Cloud computing comes with security challenges. According to the 2021 Netwrix Cloud Data Security Report, organizations storing data in the cloud experienced an average of 2.8 security incidents in the past year, including phishing (40%), ransomware (24%) and accidental data leakage (17%). Gartner states that through 2025, virtually all cloud security failures will be the customer’s fault.
Many organizations have less experience with security in the cloud than on premises, but the underlying strategies remain the same: Understand your risks and implement proven security best practices.
- Zero Trust is gaining traction rapidly.
The Zero Trust security model is gaining steam across both the public and private sectors. In 2021, the White House encouraged all security leaders to adopt Zero Trust strategies. By 2024, the worldwide Zero Trust industry is predicted to expand to US$38.6 billion, up 20% from 2019.
This expansion is fueled by a number of causes. Credential theft and insider attacks are major cyberattack vectors, and the extra verification and authentication measures advised by Zero Trust can help organizations combat both.

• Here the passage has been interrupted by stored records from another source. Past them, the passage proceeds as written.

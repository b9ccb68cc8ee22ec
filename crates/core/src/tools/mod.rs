//! # Workspace Tools
//!
//! Deterministic helpers that run beside the agent instead of asking it.
//!
//! - `git` - Working-tree status and HEAD commit (git2)
//! - `workspace` - Candidate file listing (ignore)

pub mod git;
pub mod workspace;

pub use git::{head_commit, working_tree_status, FileStatus, WorkingTreeStatus};
pub use workspace::{list_files, WorkspaceListing};
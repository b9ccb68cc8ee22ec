//! # Pipeline Orchestration
//!
//! Drives tasks through their stages and bounds how many run at once.
//!
//! ## Task Flow
//!
//! ```text
//! TaskRequest → TaskScheduler (FIFO, N slots) → Coordinator → Skills → TaskReport
//!                                                   │
//!                                     PipelineMachine + FixLoop
//! ```

pub mod classify;
pub mod continuation;
pub mod coordinator;
pub mod events;
pub mod fix_loop;
pub mod pipeline;
pub mod scheduler;

pub use classify::{classify, resolve_mode};
pub use continuation::ContinuationManager;
pub use coordinator::{Coordinator, StageOutcome};
pub use events::{PipelineEvent, PipelineEventKind};
pub use fix_loop::FixLoop;
pub use pipeline::{PipelineMachine, PipelineMode, Stage, TaskStatus};
pub use scheduler::{TaskHandle, TaskRequest, TaskScheduler};
//! Default system prompts bundled at compile time, one per stage.

use crate::swarm::pipeline::Stage;

/// Locator - finds the files relevant to the task
pub const LOCATOR: &str = include_str!("defaults/locator.md");

/// Planner - turns the task into per-file steps
pub const PLANNER: &str = include_str!("defaults/planner.md");

/// Implementer - applies the plan
pub const IMPLEMENTER: &str = include_str!("defaults/implementer.md");

/// Verifier - runs the tests, never edits
pub const VERIFIER: &str = include_str!("defaults/verifier.md");

/// Fixer - repairs failing tests
pub const FIXER: &str = include_str!("defaults/fixer.md");

/// Finalizer - commits the change
pub const FINALIZER: &str = include_str!("defaults/finalizer.md");

/// Fast developer - implement and self-check in one pass
pub const FAST_DEV: &str = include_str!("defaults/fast_dev.md");

/// Fast finisher - one-line commit
pub const FAST_FINISH: &str = include_str!("defaults/fast_finish.md");

/// Simple - questions and trivial edits
pub const SIMPLE: &str = include_str!("defaults/simple.md");

/// Base system prompt for a stage
pub fn for_stage(stage: Stage) -> &'static str {
    match stage {
        Stage::Locating => LOCATOR,
        Stage::Planning => PLANNER,
        Stage::Implementing => IMPLEMENTER,
        Stage::Verifying => VERIFIER,
        Stage::Fixing => FIXER,
        Stage::Finalizing => FINALIZER,
        Stage::FastDev => FAST_DEV,
        Stage::FastFinish => FAST_FINISH,
        Stage::Simple => SIMPLE,
    }
}
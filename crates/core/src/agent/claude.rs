//! # Claude CLI Backend
//!
//! Runs the `claude` CLI in print mode with JSON output, prompt on stdin:
//!
//! ```text
//! claude -p --output-format json --model sonnet --max-turns 50 \
//!        --allowedTools Read,Edit,Write --append-system-prompt "..." [--resume <id>]
//! ```
//!
//! The CLI prints one envelope object: `{"result": "...", "session_id": "...", "is_error": false}`.

use super::{AgentBackend, AgentRequest, AgentResponse};
use crate::error::AgentError;
use async_trait::async_trait;
use serde::Deserialize;
use std::process::Stdio;
use tokio::io::AsyncWriteExt;
use tokio::process::Command;

/// Envelope printed by `claude --output-format json`
#[derive(Debug, Deserialize)]
struct CliEnvelope {
    #[serde(default)]
    result: Option<String>,
    #[serde(default)]
    session_id: Option<String>,
    #[serde(default)]
    is_error: bool,
    #[serde(default)]
    subtype: Option<String>,
}

/// Agent backend that shells out to the Claude CLI
#[derive(Debug, Clone)]
pub struct ClaudeCliBackend {
    binary: String,
    extra_args: Vec<String>,
}

impl Default for ClaudeCliBackend {
    fn default() -> Self {
        Self::new("claude")
    }
}

impl ClaudeCliBackend {
    pub fn new(binary: impl Into<String>) -> Self {
        Self {
            binary: binary.into(),
            extra_args: Vec::new(),
        }
    }

    /// Extra flags appended to every call (e.g. `--permission-mode acceptEdits`)
    pub fn with_args<I, S>(mut self, args: I) -> Self
    where
        I: IntoIterator<Item = S>,
        S: Into<String>,
    {
        self.extra_args.extend(args.into_iter().map(Into::into));
        self
    }

    fn command_args(&self, request: &AgentRequest) -> Vec<String> {
        let mut args = vec![
            "-p".to_string(),
            "--output-format".to_string(),
            "json".to_string(),
            "--model".to_string(),
            request.model.as_str().to_string(),
            "--max-turns".to_string(),
            request.max_turns.to_string(),
        ];

        if !request.allowed_tools.is_empty() {
            let tools = request
                .allowed_tools
                .iter()
                .map(|t| t.as_str())
                .collect::<Vec<_>>()
                .join(",");
            args.push("--allowedTools".to_string());
            args.push(tools);
        }

        if !request.system_prompt.trim().is_empty() {
            args.push("--append-system-prompt".to_string());
            args.push(request.system_prompt.clone());
        }

        if let Some(session) = &request.resume_session {
            args.push("--resume".to_string());
            args.push(session.clone());
        }

        args.extend(self.extra_args.iter().cloned());
        args
    }
}

/// Turn the CLI's stdout into an `AgentResponse`
fn parse_envelope(stdout: &str, stderr: &str, exit_ok: bool) -> Result<AgentResponse, AgentError> {
    let envelope: CliEnvelope = match serde_json::from_str(stdout.trim()) {
        Ok(envelope) => envelope,
        Err(e) if exit_ok => {
            return Err(AgentError::Invocation(format!(
                "unreadable CLI output: {}",
                e
            )))
        }
        Err(_) => {
            return Err(AgentError::Invocation(format!(
                "agent exited with an error: {}",
                stderr.trim()
            )))
        }
    };

    if envelope.is_error {
        let detail = envelope
            .result
            .filter(|r| !r.trim().is_empty())
            .or(envelope.subtype)
            .unwrap_or_else(|| "unknown error".to_string());
        return Err(AgentError::AgentReported(detail));
    }

    let session_id = envelope
        .session_id
        .filter(|s| !s.is_empty())
        .ok_or_else(|| AgentError::Invocation("CLI output carried no session_id".to_string()))?;

    Ok(AgentResponse {
        text: envelope.result.unwrap_or_default(),
        session_id,
    })
}

#[async_trait]
impl AgentBackend for ClaudeCliBackend {
    fn name(&self) -> &str {
        "claude-cli"
    }

    async fn send(&self, request: &AgentRequest) -> Result<AgentResponse, AgentError> {
        let mut child = Command::new(&self.binary)
            .args(self.command_args(request))
            .current_dir(&request.workspace)
            .stdin(Stdio::piped())
            .stdout(Stdio::piped())
            .stderr(Stdio::piped())
            .kill_on_drop(true)
            .spawn()
            .map_err(|e| AgentError::Invocation(format!("failed to spawn {}: {}", self.binary, e)))?;

        if let Some(mut stdin) = child.stdin.take() {
            stdin
                .write_all(request.prompt.as_bytes())
                .await
                .map_err(|e| AgentError::Invocation(format!("failed to write prompt: {}", e)))?;
        }

        let output = child
            .wait_with_output()
            .await
            .map_err(|e| AgentError::Invocation(format!("failed to wait for agent: {}", e)))?;

        let stdout = String::from_utf8_lossy(&output.stdout);
        let stderr = String::from_utf8_lossy(&output.stderr);
        parse_envelope(&stdout, &stderr, output.status.success())
    }
}

#[cfg(test)]
mod tests {
    use super::*;
    use crate::models::{AgentModel, AgentTool};
    use crate::swarm::pipeline::Stage;
    use std::path::PathBuf;

    fn request() -> AgentRequest {
        AgentRequest {
            stage: Stage::Implementing,
            prompt: "Do it".to_string(),
            system_prompt: "You implement.".to_string(),
            allowed_tools: vec![AgentTool::Read, AgentTool::Edit],
            model: AgentModel::Opus,
            max_turns: 50,
            workspace: PathBuf::from("."),
            resume_session: Some("sess-1".to_string()),
        }
    }

    #[test]
    fn test_command_args() {
        let backend = ClaudeCliBackend::default().with_args(["--verbose"]);
        let args = backend.command_args(&request());
        let joined = args.join(" ");
        assert!(joined.starts_with("-p --output-format json --model opus --max-turns 50"));
        assert!(joined.contains("--allowedTools Read,Edit"));
        assert!(joined.contains("--resume sess-1"));
        assert_eq!(args.last().map(String::as_str), Some("--verbose"));
    }

    #[test]
    fn test_parse_success_envelope() {
        let stdout = r#"{"type":"result","subtype":"success","is_error":false,"result":"{\"ok\":true}","session_id":"abc"}"#;
        let response = parse_envelope(stdout, "", true).unwrap();
        assert_eq!(response.session_id, "abc");
        assert_eq!(response.text, "{\"ok\":true}");
    }

    #[test]
    fn test_parse_error_envelope() {
        let stdout = r#"{"type":"result","subtype":"error_max_turns","is_error":true,"session_id":"abc"}"#;
        let err = parse_envelope(stdout, "", false).unwrap_err();
        assert!(matches!(err, AgentError::AgentReported(ref d) if d == "error_max_turns"));
    }

    #[test]
    fn test_parse_garbage_with_failed_exit() {
        let err = parse_envelope("", "command not found", false).unwrap_err();
        assert!(err.to_string().contains("command not found"));
    }
}
use crate::foundation::core::{LatLng, LayerId, TileCoord};
use crate::host::hooks::TileHooks;
use crate::host::style::PathStyle;

/// One layer currently registered on the host map.
#[derive(Clone, Debug, serde::Serialize, serde::Deserialize)]
pub struct Layer {
    /// Stable identifier within the host map.
    pub id: LayerId,
    /// Capability-specific payload.
    #[serde(flatten)]
    pub kind: LayerKind,
}

impl Layer {
    /// Build a layer snapshot.
    pub fn new(id: u64, kind: LayerKind) -> Self {
        Self {
            id: LayerId(id),
            kind,
        }
    }
}

/// Layer capabilities the exporter understands. Anything else is [`LayerKind::Unknown`].
#[derive(Clone, Debug, serde::Serialize, serde::Deserialize)]
#[serde(tag = "type", rename_all = "snake_case")]
pub enum LayerKind {
    /// Point marker with an icon image.
    Marker(MarkerLayer),
    /// Tiled raster source.
    TileRaster(TileLayer),
    /// Circle or circle marker.
    Circle(CircleLayer),
    /// Polyline or polygon.
    Path(PathLayer),
    /// Custom or plugin layer types; always skipped.
    #[serde(other)]
    Unknown,
}

/// Point marker snapshot.
#[derive(Clone, Debug, PartialEq, serde::Serialize, serde::Deserialize)]
#[serde(rename_all = "camelCase")]
pub struct MarkerLayer {
    /// Geographic position.
    pub lat_lng: LatLng,
    /// Source of the rendered icon element; `None` while the icon is not in the DOM.
    #[serde(default)]
    pub icon_url: Option<String>,
    /// Offset from the icon's top-left corner to the marker position.
    #[serde(default)]
    pub icon_anchor: Option<[f64; 2]>,
}

/// Tiled raster layer snapshot.
#[derive(Clone, Debug, serde::Serialize, serde::Deserialize)]
#[serde(rename_all = "camelCase")]
pub struct TileLayer {
    /// URL template with `{s}`, `{z}`, `{x}`, `{y}`, `{-y}` and `{r}` placeholders.
    #[serde(rename = "url")]
    pub url_template: String,
    /// Values rotated through `{s}`.
    #[serde(default = "default_subdomains")]
    pub subdomains: Vec<String>,
    /// Native tile edge length in pixels.
    #[serde(default = "default_tile_size")]
    pub tile_size: u32,
    /// Lowest zoom the source serves; 0 when unset.
    #[serde(default)]
    pub min_native_zoom: Option<f64>,
    /// Highest zoom the source serves; 20 when unset.
    #[serde(default)]
    pub max_native_zoom: Option<f64>,
    /// Offset added to the zoom number written into URLs.
    #[serde(default)]
    pub zoom_offset: i32,
    /// Flip rows for TMS-style sources.
    #[serde(default)]
    pub tms: bool,
    /// Configured opacity option.
    #[serde(default)]
    pub opacity: Option<f64>,
    /// Runtime opacity reported by older widget versions.
    #[serde(default, rename = "_opacity")]
    pub current_opacity: Option<f64>,
    /// Optional capabilities; never serialized.
    #[serde(skip)]
    pub hooks: TileHooks,
}

fn default_subdomains() -> Vec<String> {
    vec!["a".to_owned(), "b".to_owned(), "c".to_owned()]
}

fn default_tile_size() -> u32 {
    256
}

/// Lowest native zoom when a layer does not declare one.
pub const DEFAULT_MIN_NATIVE_ZOOM: f64 = 0.0;
/// Highest native zoom when a layer does not declare one.
pub const DEFAULT_MAX_NATIVE_ZOOM: f64 = 20.0;

impl TileLayer {
    /// Layer with the given template and default options.
    pub fn new(url_template: impl Into<String>) -> Self {
        Self {
            url_template: url_template.into(),
            subdomains: default_subdomains(),
            tile_size: default_tile_size(),
            min_native_zoom: None,
            max_native_zoom: None,
            zoom_offset: 0,
            tms: false,
            opacity: None,
            current_opacity: None,
            hooks: TileHooks::default(),
        }
    }

    /// Declared native zoom range with defaults applied.
    pub fn native_zoom_range(&self) -> (f64, f64) {
        (
            self.min_native_zoom.unwrap_or(DEFAULT_MIN_NATIVE_ZOOM),
            self.max_native_zoom.unwrap_or(DEFAULT_MAX_NATIVE_ZOOM),
        )
    }

    /// Current opacity in `[0, 1]`: the option, else the runtime field, else opaque.
    pub fn effective_opacity(&self) -> f32 {
        let v = self.opacity.or(self.current_opacity).unwrap_or(1.0);
        if v.is_finite() {
            v.clamp(0.0, 1.0) as f32
        } else {
            1.0
        }
    }

    /// Substitute the template placeholders for `coord` as-is.
    pub fn template_url(&self, coord: TileCoord) -> String {
        let inverted_y = inverted_row(coord);
        let mut url = self.url_template.clone();
        url = url.replace("{s}", self.subdomain_for(coord));
        url = url.replace("{z}", &coord.z.to_string());
        url = url.replace("{x}", &coord.x.to_string());
        url = url.replace("{-y}", &inverted_y.to_string());
        url = url.replace("{y}", &coord.y.to_string());
        url.replace("{r}", "")
    }

    /// The layer's own URL accessor: applies the zoom offset and TMS row flipping.
    pub fn tile_url(&self, coord: TileCoord) -> String {
        let mut c = TileCoord {
            z: coord.z + self.zoom_offset,
            ..coord
        };
        if self.tms {
            c.y = inverted_row(c);
        }
        self.template_url(c)
    }

    fn subdomain_for(&self, coord: TileCoord) -> &str {
        if self.subdomains.is_empty() {
            return "";
        }
        let idx = (coord.x + coord.y).unsigned_abs() % self.subdomains.len() as u64;
        &self.subdomains[idx as usize]
    }
}

fn inverted_row(coord: TileCoord) -> i64 {
    if !(0..=62).contains(&coord.z) {
        return coord.y;
    }
    (1i64 << coord.z) - 1 - coord.y
}

/// Polyline/polygon snapshot.
#[derive(Clone, Debug, PartialEq, serde::Serialize, serde::Deserialize)]
#[serde(rename_all = "camelCase")]
pub struct PathLayer {
    /// Vertex rings. Polylines carry a single ring; polygons carry the outer ring first.
    #[serde(rename = "latLngs", default)]
    pub rings: Vec<Vec<LatLng>>,
    /// Styling options.
    #[serde(default, rename = "options")]
    pub style: PathStyle,
}

impl PathLayer {
    /// Vertices to draw: only the outer ring when filled, otherwise every vertex in order.
    pub fn vertices(&self) -> Vec<LatLng> {
        if self.style.fill {
            return self.rings.first().cloned().unwrap_or_default();
        }
        self.rings.iter().flatten().copied().collect()
    }
}

/// Circle snapshot. Geometry is read when compositing, not during resolution.
#[derive(Clone, Debug, PartialEq, serde::Serialize, serde::Deserialize)]
#[serde(rename_all = "camelCase")]
pub struct CircleLayer {
    /// Geographic centre.
    pub lat_lng: LatLng,
    /// Live pixel radius computed by the widget.
    #[serde(default)]
    pub radius_px: Option<f64>,
    /// Live vertical pixel radius when it differs from the horizontal one.
    #[serde(default)]
    pub radius_y_px: Option<f64>,
    /// Configured radius option, used when no live pixel radius exists.
    #[serde(default = "default_circle_radius")]
    pub radius: f64,
    /// Styling options.
    #[serde(default = "PathStyle::filled", rename = "options")]
    pub style: PathStyle,
}

fn default_circle_radius() -> f64 {
    10.0
}

impl CircleLayer {
    /// Circle marker at `lat_lng` with a fixed pixel radius.
    pub fn new(lat_lng: LatLng, radius: f64) -> Self {
        Self {
            lat_lng,
            radius_px: Some(radius),
            radius_y_px: None,
            radius,
            style: PathStyle::filled(),
        }
    }

    /// `true` when there is nothing to draw.
    pub fn is_empty(&self) -> bool {
        match self.radius_px {
            Some(r) => !r.is_finite() || r <= 0.0,
            None => !self.radius.is_finite() || self.radius <= 0.0,
        }
    }
}

#[cfg(test)]
#[path = "../../tests/unit/host/layer.rs"]
mod tests;
//! Compositing resolved drawables onto the output raster.

/// CPU compositor.
pub mod cpu;
/// Fill/stroke styling shared by paths and circles.
pub mod style;

/// A composited raster.
#[derive(Clone, Debug, PartialEq)]
pub struct FrameRGBA {
    /// Width in pixels.
    pub width: u32,
    /// Height in pixels.
    pub height: u32,
    /// Row-major RGBA8 pixels, `width * height * 4` bytes.
    pub data: Vec<u8>,
    /// Whether `data` is premultiplied by alpha.
    pub premultiplied: bool,
}

impl FrameRGBA {
    /// RGBA8 value at `(x, y)`, or `None` outside the frame.
    pub fn pixel(&self, x: u32, y: u32) -> Option<[u8; 4]> {
        if x >= self.width || y >= self.height {
            return None;
        }
        let i = (y as usize * self.width as usize + x as usize) * 4;
        let px = self.data.get(i..i + 4)?;
        Some([px[0], px[1], px[2], px[3]])
    }
}
use std::f64::consts::PI;

use crate::foundation::core::{Canvas, LatLng, PixelBounds, Point};
use crate::foundation::error::{MapExportError, MapExportResult};
use crate::host::MapHost;
use crate::host::layer::Layer;

const EARTH_RADIUS: f64 = 6_378_137.0;
const MAX_LATITUDE: f64 = 85.051_128_779_8;

/// Spherical Mercator (EPSG:3857) projection onto a `256 * 2^zoom` pixel world.
pub fn project_mercator(at: LatLng, zoom: f64) -> Point {
    let d = PI / 180.0;
    let lat = at.lat.clamp(-MAX_LATITUDE, MAX_LATITUDE);
    let sin = (lat * d).sin();
    let x = EARTH_RADIUS * at.lng * d;
    let y = EARTH_RADIUS * ((1.0 + sin) / (1.0 - sin)).ln() / 2.0;

    let scale = 256.0 * 2f64.powf(zoom);
    let k = 0.5 / (PI * EARTH_RADIUS);
    Point::new(scale * (k * x + 0.5), scale * (-k * y + 0.5))
}

/// A map frozen at one centre and zoom, holding an explicit layer list.
///
/// Used for headless exports and tests; live widgets implement [`MapHost`] themselves.
#[derive(Clone, Debug, serde::Serialize, serde::Deserialize)]
pub struct StaticMap {
    /// Geographic centre of the viewport.
    pub center: LatLng,
    /// Display zoom.
    pub zoom: f64,
    /// Viewport size in pixels.
    pub size: Canvas,
    /// Layers in registration order.
    #[serde(default)]
    pub layers: Vec<Layer>,
}

impl StaticMap {
    /// Empty map at `center`/`zoom` with the given viewport size.
    pub fn new(center: LatLng, zoom: f64, size: Canvas) -> Self {
        Self {
            center,
            zoom,
            size,
            layers: Vec::new(),
        }
    }

    /// Append a layer.
    pub fn with_layer(mut self, layer: Layer) -> Self {
        self.layers.push(layer);
        self
    }

    /// Parse a map snapshot from JSON.
    pub fn from_json(json: &str) -> MapExportResult<Self> {
        serde_json::from_str(json)
            .map_err(|e| MapExportError::validation(format!("invalid map snapshot: {e}")))
    }
}

impl MapHost for StaticMap {
    fn size(&self) -> Canvas {
        self.size
    }

    fn pixel_bounds(&self) -> PixelBounds {
        let c = project_mercator(self.center, self.zoom);
        let half_w = f64::from(self.size.width) / 2.0;
        let half_h = f64::from(self.size.height) / 2.0;
        PixelBounds::new(
            Point::new(c.x - half_w, c.y - half_h),
            Point::new(c.x + half_w, c.y + half_h),
        )
    }

    fn zoom(&self) -> f64 {
        self.zoom
    }

    fn project(&self, at: LatLng) -> Point {
        project_mercator(at, self.zoom)
    }

    fn layers(&self) -> Vec<MapExportResult<Layer>> {
        self.layers.iter().cloned().map(Ok).collect()
    }
}

#[cfg(test)]
#[path = "../../tests/unit/host/static_map.rs"]
mod tests;
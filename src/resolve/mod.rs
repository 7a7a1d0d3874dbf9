//! Turning host layers into drawables.
//!
//! Viewport geometry runs first, then every layer is classified and handed to its resolver.
//! Tile and marker resolvers are asynchronous; path resolution is synchronous projection and
//! circles are only registered, their geometry is read at composite time.

/// Circle geometry.
pub mod circle;
/// Layer classification and the concurrent resolution driver.
pub mod classify;
/// Marker icon resolver.
pub mod marker;
/// Path resolver.
pub mod path;
/// Per-export state and resolved drawables.
pub mod session;
/// Tile-raster resolver and tile math.
pub mod tile;
/// Export bounds and raster size.
pub mod viewport;
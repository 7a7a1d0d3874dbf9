use crate::foundation::core::{Canvas, PixelBounds, Point};
use crate::foundation::error::{MapExportError, MapExportResult};

/// Largest raster side the compositor accepts.
pub const MAX_RASTER_SIDE: u32 = u16::MAX as u32;

/// Output raster size plus the map-pixel rectangle it captures.
#[derive(Clone, Copy, Debug, PartialEq)]
pub struct ExportViewport {
    /// Output raster dimensions.
    pub canvas: Canvas,
    /// Captured rectangle in absolute map pixels; `min` maps to raster `(0, 0)`.
    pub bounds: PixelBounds,
}

impl ExportViewport {
    /// Translate an absolute map pixel into raster space.
    pub fn to_local(&self, p: Point) -> Point {
        self.bounds.to_local(p)
    }
}

/// Apply the crop factor to the visible viewport.
///
/// `None` or `crop <= 1` leaves bounds and size untouched. Larger factors grow the bounds
/// symmetrically around their centre and multiply each raster side by `crop`, truncating.
#[tracing::instrument(level = "debug", skip(bounds))]
pub fn compute_viewport(
    bounds: PixelBounds,
    size: Canvas,
    crop: Option<f64>,
) -> MapExportResult<ExportViewport> {
    let bounds = bounds.validated()?;
    if size.width == 0 || size.height == 0 {
        return Err(MapExportError::validation(format!(
            "viewport size must be non-zero, got {}x{}",
            size.width, size.height
        )));
    }

    let crop = match crop {
        Some(c) if !c.is_finite() => {
            return Err(MapExportError::validation(format!(
                "crop factor must be finite, got {c}"
            )));
        }
        Some(c) if c > 1.0 => c,
        _ => {
            check_raster_size(size)?;
            return Ok(ExportViewport {
                canvas: size,
                bounds,
            });
        }
    };

    let add_x = bounds.width() / 2.0 * (crop - 1.0);
    let add_y = bounds.height() / 2.0 * (crop - 1.0);
    let expanded = PixelBounds::new(
        Point::new(bounds.min.x - add_x, bounds.min.y - add_y),
        Point::new(bounds.max.x + add_x, bounds.max.y + add_y),
    )
    .validated()?;

    let width = (f64::from(size.width) * crop).floor();
    let height = (f64::from(size.height) * crop).floor();
    if width > f64::from(MAX_RASTER_SIDE) || height > f64::from(MAX_RASTER_SIDE) {
        return Err(MapExportError::validation(format!(
            "cropped raster {width}x{height} exceeds {MAX_RASTER_SIDE} pixels per side"
        )));
    }
    let canvas = Canvas::new(width as u32, height as u32);

    Ok(ExportViewport {
        canvas,
        bounds: expanded,
    })
}

fn check_raster_size(size: Canvas) -> MapExportResult<()> {
    if size.width > MAX_RASTER_SIDE || size.height > MAX_RASTER_SIDE {
        return Err(MapExportError::validation(format!(
            "raster {}x{} exceeds {MAX_RASTER_SIDE} pixels per side",
            size.width, size.height
        )));
    }
    Ok(())
}

#[cfg(test)]
#[path = "../../tests/unit/resolve/viewport.rs"]
mod tests;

We should also mention ZTNA — a substitute for cloud VPN that replaces excessive trust in physical networks with adaptive, identity-aware, application-oriented precision access. While just 7% of organizations are using ZTNA for most of their remote access needs, 62% say they’re using it for specific use cases or applications and are expanding or planning to expand it use. We can expect that 2022 will be the year in which VPN replacement reaches critical mass.
Conclusion
The growing number of sophisticated cyberattacks and the shift to the modern hybrid workforce have made traditional approaches to cybersecurity woefully insufficient. Organizations should focus on identifying and mitigating their most pressing cybersecurity risks and planning for transformational changes to the IT ecosystem.